WHAT YOU ARE ASKED TO DO
Search the lines of the records for the word "contains", and copy every line that has it.

[Stored data]
────────

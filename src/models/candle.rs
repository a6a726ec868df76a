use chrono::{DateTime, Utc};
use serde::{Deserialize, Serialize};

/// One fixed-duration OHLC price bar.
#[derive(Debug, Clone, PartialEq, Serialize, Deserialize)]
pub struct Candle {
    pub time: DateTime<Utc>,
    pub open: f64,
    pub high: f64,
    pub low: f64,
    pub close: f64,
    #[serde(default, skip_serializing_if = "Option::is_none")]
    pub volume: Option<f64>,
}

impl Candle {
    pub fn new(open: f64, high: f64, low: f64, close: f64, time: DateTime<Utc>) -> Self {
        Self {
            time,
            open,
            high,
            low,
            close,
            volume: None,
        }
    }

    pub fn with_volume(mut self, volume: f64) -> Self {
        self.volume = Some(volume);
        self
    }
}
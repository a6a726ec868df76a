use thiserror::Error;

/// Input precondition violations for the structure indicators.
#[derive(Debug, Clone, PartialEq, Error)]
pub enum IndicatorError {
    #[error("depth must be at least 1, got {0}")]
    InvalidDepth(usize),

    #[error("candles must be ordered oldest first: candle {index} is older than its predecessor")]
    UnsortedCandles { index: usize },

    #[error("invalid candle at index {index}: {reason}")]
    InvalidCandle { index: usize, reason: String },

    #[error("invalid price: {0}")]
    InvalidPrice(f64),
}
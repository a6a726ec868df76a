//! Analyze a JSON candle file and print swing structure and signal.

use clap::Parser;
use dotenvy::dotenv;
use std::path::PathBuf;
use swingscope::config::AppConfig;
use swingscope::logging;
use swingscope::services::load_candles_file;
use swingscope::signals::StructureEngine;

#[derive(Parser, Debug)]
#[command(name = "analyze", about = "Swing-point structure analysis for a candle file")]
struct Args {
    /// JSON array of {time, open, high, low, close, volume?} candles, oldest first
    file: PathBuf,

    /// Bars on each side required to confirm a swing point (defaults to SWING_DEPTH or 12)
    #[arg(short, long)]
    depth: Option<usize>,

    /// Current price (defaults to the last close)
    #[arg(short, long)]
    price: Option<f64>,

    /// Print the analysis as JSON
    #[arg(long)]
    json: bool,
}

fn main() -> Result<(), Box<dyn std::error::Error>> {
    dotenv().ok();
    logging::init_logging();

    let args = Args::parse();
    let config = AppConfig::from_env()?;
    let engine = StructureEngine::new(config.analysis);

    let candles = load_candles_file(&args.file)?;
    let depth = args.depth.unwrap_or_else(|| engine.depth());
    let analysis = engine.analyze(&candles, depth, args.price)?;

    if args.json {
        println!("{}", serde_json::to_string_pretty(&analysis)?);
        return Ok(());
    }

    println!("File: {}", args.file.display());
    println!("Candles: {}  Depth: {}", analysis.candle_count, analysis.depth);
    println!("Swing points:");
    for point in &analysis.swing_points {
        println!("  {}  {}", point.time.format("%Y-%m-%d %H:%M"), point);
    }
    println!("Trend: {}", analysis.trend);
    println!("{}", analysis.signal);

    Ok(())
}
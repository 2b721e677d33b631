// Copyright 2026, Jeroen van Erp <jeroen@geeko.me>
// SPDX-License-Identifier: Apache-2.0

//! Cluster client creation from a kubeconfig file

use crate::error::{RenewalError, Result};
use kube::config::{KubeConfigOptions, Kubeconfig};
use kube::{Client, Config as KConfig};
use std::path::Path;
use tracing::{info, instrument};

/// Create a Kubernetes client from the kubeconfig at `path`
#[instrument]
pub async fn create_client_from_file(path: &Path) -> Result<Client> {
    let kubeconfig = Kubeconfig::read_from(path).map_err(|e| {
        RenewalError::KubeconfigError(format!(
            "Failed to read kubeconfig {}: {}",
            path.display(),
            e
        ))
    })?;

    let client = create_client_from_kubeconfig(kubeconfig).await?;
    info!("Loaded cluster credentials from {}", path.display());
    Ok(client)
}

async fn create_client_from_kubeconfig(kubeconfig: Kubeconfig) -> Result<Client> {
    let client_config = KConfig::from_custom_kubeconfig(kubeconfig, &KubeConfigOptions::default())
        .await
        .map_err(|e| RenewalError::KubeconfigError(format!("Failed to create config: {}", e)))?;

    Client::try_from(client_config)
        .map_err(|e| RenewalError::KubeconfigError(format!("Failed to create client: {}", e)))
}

────────

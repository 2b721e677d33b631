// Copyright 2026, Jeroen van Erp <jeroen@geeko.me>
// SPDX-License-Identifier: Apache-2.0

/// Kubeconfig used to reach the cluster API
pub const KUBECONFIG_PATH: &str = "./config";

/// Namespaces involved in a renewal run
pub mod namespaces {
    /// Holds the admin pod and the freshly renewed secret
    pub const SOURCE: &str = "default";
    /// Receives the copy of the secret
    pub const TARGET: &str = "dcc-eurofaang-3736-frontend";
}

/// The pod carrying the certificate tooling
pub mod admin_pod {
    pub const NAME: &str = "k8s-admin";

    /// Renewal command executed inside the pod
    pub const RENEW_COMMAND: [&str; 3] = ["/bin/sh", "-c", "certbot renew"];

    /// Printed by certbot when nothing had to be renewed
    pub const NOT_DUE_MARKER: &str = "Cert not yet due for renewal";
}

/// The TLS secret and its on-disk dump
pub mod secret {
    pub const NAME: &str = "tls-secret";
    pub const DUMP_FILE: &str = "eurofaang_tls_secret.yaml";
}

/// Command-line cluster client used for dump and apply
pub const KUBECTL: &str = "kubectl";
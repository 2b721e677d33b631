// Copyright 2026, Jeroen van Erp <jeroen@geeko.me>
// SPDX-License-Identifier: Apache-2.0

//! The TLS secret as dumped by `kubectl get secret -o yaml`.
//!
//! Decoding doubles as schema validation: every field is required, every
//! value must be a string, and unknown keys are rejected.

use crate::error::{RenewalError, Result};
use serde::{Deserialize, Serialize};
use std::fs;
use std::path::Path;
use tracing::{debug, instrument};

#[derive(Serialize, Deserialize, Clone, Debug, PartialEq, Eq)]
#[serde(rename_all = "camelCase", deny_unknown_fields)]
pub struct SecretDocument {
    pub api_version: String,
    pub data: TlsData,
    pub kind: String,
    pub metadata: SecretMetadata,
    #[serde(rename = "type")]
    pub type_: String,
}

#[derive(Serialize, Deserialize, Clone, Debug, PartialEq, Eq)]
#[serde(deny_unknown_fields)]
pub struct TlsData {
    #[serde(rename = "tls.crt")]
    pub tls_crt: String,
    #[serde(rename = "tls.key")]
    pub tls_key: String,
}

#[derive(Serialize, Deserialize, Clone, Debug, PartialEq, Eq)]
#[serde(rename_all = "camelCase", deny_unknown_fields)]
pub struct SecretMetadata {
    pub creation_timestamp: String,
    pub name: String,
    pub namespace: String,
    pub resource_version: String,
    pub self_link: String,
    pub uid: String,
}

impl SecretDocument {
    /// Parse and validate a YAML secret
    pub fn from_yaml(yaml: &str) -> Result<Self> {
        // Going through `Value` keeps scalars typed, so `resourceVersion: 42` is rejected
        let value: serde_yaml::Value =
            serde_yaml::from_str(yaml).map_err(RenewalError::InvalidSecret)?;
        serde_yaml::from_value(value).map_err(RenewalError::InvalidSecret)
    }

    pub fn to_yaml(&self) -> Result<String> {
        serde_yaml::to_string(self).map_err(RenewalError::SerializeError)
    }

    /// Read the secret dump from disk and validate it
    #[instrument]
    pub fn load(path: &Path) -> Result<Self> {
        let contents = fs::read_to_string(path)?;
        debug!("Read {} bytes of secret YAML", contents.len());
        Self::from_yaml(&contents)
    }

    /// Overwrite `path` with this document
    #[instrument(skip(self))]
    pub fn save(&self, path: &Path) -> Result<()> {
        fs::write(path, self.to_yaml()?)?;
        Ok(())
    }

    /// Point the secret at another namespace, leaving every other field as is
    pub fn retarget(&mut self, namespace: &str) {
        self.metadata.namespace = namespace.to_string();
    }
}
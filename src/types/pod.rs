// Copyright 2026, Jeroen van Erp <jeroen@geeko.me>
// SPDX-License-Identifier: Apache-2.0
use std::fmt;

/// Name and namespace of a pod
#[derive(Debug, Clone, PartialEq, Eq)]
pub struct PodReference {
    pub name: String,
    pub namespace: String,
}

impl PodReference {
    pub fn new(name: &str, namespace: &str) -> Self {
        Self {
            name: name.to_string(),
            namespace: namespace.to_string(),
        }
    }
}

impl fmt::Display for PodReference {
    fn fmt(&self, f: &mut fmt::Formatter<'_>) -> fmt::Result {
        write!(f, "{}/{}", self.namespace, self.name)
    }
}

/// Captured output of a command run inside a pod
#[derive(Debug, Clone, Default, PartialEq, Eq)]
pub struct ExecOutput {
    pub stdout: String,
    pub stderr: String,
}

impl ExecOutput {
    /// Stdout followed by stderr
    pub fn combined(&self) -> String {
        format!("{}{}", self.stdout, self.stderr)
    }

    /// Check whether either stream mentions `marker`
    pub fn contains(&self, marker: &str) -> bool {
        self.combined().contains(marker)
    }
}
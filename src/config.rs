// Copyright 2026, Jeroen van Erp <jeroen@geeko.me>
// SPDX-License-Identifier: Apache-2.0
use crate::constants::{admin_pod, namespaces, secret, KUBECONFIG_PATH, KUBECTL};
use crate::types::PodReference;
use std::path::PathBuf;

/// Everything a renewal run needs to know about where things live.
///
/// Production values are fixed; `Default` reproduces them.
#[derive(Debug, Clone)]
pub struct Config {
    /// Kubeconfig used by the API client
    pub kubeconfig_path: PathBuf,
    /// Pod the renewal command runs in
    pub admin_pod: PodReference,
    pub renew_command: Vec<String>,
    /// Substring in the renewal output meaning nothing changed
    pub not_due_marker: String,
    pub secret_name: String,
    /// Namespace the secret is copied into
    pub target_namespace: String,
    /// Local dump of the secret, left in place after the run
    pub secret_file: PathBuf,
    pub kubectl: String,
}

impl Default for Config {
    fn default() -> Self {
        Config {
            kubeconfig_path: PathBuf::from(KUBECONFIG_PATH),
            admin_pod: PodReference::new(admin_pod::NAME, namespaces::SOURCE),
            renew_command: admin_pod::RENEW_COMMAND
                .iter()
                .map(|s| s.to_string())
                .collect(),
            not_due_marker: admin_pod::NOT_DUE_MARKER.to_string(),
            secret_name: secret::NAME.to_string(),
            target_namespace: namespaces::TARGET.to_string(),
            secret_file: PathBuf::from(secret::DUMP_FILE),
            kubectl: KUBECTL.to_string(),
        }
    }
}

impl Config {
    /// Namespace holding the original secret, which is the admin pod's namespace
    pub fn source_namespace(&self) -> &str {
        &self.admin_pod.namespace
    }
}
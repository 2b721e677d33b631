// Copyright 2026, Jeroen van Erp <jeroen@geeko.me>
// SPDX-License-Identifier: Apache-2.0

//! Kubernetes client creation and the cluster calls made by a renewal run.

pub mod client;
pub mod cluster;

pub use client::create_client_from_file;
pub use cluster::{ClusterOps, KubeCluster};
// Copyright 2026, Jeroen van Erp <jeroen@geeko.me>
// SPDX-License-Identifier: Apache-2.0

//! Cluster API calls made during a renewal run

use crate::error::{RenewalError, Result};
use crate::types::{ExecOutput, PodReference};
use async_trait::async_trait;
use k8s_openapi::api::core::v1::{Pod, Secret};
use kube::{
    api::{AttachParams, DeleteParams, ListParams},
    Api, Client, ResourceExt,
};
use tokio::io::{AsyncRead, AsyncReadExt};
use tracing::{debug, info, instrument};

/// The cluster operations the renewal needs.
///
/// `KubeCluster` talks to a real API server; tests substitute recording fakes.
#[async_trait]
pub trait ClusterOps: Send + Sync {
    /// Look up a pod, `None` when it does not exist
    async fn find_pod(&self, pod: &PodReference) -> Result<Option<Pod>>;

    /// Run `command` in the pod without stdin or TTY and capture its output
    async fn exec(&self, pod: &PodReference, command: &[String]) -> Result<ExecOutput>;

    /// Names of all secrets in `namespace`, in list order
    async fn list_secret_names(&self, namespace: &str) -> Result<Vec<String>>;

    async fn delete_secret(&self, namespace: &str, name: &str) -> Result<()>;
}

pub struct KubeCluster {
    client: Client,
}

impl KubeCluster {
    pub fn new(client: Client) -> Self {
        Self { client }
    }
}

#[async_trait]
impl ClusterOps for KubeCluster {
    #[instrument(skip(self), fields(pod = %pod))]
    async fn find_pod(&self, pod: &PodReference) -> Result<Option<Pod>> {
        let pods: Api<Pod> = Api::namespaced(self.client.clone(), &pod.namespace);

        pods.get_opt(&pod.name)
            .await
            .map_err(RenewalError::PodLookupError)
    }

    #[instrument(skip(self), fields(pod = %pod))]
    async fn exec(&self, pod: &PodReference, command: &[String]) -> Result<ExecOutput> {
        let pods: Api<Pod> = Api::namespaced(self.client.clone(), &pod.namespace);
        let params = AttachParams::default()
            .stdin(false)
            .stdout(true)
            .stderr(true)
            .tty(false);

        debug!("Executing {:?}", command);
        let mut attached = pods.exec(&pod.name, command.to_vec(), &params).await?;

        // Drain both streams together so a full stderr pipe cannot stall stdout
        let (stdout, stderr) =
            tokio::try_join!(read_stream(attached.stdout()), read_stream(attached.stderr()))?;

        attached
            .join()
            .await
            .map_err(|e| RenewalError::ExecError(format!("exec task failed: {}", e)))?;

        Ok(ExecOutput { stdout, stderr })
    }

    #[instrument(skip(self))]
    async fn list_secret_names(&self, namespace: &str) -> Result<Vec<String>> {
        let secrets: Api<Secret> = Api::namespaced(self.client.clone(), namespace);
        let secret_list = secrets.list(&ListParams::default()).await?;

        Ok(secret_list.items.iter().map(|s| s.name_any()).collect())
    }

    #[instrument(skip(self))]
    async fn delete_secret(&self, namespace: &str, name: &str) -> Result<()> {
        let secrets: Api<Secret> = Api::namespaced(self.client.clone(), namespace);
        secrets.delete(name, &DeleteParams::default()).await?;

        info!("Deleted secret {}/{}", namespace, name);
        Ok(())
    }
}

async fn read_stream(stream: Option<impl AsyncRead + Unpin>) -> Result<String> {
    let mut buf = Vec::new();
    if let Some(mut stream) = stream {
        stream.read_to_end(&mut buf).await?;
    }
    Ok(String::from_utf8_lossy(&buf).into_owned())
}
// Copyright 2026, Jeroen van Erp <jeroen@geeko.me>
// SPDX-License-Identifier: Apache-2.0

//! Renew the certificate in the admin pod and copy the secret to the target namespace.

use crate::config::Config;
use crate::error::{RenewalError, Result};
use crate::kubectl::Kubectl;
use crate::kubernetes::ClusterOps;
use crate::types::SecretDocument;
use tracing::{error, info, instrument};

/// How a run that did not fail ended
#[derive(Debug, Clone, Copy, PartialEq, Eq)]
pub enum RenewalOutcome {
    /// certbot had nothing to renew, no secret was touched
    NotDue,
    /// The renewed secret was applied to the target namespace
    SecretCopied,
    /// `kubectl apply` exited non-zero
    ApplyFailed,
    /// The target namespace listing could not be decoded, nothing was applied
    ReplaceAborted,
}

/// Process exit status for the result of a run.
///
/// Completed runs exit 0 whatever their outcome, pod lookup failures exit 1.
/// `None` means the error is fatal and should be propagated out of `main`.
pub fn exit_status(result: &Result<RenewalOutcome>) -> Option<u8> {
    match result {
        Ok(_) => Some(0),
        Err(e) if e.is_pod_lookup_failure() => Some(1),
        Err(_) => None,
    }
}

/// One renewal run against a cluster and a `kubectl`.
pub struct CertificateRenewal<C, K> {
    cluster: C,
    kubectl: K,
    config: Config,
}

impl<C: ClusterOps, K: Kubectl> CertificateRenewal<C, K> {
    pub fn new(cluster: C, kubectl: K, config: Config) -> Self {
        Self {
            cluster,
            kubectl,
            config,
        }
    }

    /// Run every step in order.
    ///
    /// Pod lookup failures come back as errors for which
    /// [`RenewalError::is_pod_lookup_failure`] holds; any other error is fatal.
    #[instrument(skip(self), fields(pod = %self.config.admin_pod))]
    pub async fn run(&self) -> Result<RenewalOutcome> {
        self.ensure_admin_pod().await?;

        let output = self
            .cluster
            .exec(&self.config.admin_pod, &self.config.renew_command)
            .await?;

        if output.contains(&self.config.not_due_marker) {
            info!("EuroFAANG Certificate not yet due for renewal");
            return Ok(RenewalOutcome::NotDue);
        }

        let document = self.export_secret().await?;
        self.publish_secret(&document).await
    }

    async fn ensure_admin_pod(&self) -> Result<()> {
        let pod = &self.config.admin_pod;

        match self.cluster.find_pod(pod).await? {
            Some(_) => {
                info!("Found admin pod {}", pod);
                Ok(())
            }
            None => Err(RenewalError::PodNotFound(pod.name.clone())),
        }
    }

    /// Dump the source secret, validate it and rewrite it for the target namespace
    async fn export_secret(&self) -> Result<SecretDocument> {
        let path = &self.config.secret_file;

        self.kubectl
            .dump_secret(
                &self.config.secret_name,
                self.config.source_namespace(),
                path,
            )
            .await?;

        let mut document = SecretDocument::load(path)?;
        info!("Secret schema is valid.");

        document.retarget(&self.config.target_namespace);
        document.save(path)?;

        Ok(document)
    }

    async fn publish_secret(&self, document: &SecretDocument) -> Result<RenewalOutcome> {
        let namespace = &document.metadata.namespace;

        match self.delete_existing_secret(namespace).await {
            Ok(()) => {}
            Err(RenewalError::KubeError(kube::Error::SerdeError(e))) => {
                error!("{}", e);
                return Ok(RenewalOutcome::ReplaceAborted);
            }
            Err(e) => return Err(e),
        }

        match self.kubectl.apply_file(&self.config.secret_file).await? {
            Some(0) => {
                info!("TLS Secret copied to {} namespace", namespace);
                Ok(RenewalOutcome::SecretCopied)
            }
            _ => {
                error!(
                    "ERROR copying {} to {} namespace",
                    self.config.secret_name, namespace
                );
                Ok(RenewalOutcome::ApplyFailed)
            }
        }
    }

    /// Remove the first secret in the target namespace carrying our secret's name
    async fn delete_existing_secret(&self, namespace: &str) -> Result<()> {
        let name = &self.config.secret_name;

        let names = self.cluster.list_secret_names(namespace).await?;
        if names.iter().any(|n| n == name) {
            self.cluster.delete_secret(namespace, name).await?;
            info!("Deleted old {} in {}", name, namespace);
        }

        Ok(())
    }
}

────────

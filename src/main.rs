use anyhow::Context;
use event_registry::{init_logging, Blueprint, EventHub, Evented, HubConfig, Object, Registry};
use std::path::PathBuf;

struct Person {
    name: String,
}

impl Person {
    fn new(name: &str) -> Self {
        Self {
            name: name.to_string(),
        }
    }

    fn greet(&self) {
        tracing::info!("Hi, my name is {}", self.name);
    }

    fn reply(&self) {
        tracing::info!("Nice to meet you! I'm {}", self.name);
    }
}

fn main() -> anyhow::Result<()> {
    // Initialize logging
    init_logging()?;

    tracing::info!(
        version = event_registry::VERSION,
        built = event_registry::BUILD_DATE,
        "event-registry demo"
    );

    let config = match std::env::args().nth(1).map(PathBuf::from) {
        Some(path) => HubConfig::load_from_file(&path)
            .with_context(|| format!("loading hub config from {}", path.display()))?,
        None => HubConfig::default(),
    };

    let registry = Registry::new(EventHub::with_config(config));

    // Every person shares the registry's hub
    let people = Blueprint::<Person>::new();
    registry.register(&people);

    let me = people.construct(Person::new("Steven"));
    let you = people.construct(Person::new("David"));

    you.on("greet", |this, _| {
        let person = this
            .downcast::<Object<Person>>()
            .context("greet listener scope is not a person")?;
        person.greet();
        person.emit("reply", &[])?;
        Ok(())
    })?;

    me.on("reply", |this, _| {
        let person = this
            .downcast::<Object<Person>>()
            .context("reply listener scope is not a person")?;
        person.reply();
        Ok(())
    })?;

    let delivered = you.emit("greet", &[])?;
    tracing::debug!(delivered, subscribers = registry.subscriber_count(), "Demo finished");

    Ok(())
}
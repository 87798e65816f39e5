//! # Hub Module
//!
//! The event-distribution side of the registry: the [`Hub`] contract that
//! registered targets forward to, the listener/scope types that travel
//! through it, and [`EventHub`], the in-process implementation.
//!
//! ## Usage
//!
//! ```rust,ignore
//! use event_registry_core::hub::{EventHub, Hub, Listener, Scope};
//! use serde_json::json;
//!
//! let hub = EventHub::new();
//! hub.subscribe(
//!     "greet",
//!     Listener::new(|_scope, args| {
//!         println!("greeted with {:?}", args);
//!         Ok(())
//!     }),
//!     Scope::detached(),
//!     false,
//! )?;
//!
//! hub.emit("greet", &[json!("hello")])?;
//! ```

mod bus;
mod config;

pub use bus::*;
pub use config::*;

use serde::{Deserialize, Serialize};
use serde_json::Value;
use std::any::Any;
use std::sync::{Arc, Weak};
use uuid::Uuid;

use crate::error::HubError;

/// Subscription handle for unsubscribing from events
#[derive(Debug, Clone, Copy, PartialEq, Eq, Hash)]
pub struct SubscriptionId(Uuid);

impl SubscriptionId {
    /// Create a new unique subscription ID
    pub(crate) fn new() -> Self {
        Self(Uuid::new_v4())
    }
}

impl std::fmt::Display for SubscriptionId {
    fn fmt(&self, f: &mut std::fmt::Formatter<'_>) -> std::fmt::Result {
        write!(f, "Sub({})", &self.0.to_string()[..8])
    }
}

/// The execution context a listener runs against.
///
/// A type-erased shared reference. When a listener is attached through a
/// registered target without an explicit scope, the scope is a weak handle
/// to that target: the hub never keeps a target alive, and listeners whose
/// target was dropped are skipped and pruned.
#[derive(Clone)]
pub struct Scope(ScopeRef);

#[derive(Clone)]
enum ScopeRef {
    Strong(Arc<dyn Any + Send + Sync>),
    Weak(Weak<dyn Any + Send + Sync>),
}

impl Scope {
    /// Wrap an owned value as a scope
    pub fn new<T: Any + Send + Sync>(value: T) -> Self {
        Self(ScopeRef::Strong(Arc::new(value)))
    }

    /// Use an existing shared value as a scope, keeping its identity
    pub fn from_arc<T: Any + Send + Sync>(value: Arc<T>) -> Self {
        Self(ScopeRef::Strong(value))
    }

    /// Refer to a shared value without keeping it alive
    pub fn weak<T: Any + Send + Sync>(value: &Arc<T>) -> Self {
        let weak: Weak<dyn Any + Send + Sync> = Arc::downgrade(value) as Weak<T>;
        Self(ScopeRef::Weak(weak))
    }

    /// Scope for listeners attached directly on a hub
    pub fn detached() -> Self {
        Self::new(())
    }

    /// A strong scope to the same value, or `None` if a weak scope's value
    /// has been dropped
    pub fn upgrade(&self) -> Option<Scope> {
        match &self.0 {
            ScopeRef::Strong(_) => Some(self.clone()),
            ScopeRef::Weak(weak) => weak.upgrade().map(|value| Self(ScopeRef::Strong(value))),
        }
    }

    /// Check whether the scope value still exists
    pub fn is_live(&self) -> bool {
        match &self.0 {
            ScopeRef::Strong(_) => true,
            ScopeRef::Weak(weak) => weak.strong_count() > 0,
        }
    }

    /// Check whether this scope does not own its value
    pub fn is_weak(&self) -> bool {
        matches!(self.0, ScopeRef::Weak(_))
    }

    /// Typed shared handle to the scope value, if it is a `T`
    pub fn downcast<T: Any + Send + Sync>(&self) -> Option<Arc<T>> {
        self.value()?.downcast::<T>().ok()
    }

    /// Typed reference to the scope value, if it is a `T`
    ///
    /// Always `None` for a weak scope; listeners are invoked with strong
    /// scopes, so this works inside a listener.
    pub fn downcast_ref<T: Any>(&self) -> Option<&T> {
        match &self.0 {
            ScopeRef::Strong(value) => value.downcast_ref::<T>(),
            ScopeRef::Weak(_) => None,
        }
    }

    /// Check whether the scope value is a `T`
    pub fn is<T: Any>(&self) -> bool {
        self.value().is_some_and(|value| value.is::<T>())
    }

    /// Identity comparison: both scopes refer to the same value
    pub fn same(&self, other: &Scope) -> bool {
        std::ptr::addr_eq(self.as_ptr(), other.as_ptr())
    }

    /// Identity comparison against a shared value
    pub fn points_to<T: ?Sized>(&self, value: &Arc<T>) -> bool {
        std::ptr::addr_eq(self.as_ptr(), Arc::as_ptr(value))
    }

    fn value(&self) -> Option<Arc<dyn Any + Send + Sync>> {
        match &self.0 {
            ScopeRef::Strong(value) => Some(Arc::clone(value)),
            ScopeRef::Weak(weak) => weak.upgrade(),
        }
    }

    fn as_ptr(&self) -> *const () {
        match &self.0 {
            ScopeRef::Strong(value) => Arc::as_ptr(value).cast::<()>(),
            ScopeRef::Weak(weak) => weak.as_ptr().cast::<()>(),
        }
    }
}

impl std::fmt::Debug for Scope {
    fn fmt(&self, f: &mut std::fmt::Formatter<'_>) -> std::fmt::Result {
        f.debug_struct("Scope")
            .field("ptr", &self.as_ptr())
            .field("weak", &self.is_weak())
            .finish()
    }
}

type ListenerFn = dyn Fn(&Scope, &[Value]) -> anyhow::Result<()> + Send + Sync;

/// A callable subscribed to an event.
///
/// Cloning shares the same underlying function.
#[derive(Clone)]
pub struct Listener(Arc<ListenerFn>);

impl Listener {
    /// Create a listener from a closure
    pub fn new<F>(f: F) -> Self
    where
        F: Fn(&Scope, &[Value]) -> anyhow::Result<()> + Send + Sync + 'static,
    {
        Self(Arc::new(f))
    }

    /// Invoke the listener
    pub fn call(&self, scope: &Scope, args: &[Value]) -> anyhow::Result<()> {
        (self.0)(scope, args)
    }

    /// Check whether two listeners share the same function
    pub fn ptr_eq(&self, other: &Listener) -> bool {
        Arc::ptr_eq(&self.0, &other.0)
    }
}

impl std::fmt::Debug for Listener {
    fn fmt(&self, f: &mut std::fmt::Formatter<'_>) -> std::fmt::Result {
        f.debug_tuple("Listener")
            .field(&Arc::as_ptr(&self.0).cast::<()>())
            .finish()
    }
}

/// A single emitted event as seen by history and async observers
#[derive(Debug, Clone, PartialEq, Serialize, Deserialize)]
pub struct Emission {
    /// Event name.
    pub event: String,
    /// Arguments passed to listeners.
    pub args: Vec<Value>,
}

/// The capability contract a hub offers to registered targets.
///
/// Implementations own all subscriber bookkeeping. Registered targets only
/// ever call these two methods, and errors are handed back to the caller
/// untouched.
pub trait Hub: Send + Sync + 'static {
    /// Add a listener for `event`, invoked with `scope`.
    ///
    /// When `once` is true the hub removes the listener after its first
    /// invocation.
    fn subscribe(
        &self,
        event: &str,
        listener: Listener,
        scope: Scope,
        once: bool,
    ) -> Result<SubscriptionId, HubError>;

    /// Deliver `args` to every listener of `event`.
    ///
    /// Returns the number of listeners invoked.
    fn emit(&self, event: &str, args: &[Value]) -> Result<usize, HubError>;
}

────────

ANSWER SPACE
    pub fn contains(&self, marker: &str) -> bool {
        self.combined().contains(marker)
        if output.contains(&self.config.not_due_marker) {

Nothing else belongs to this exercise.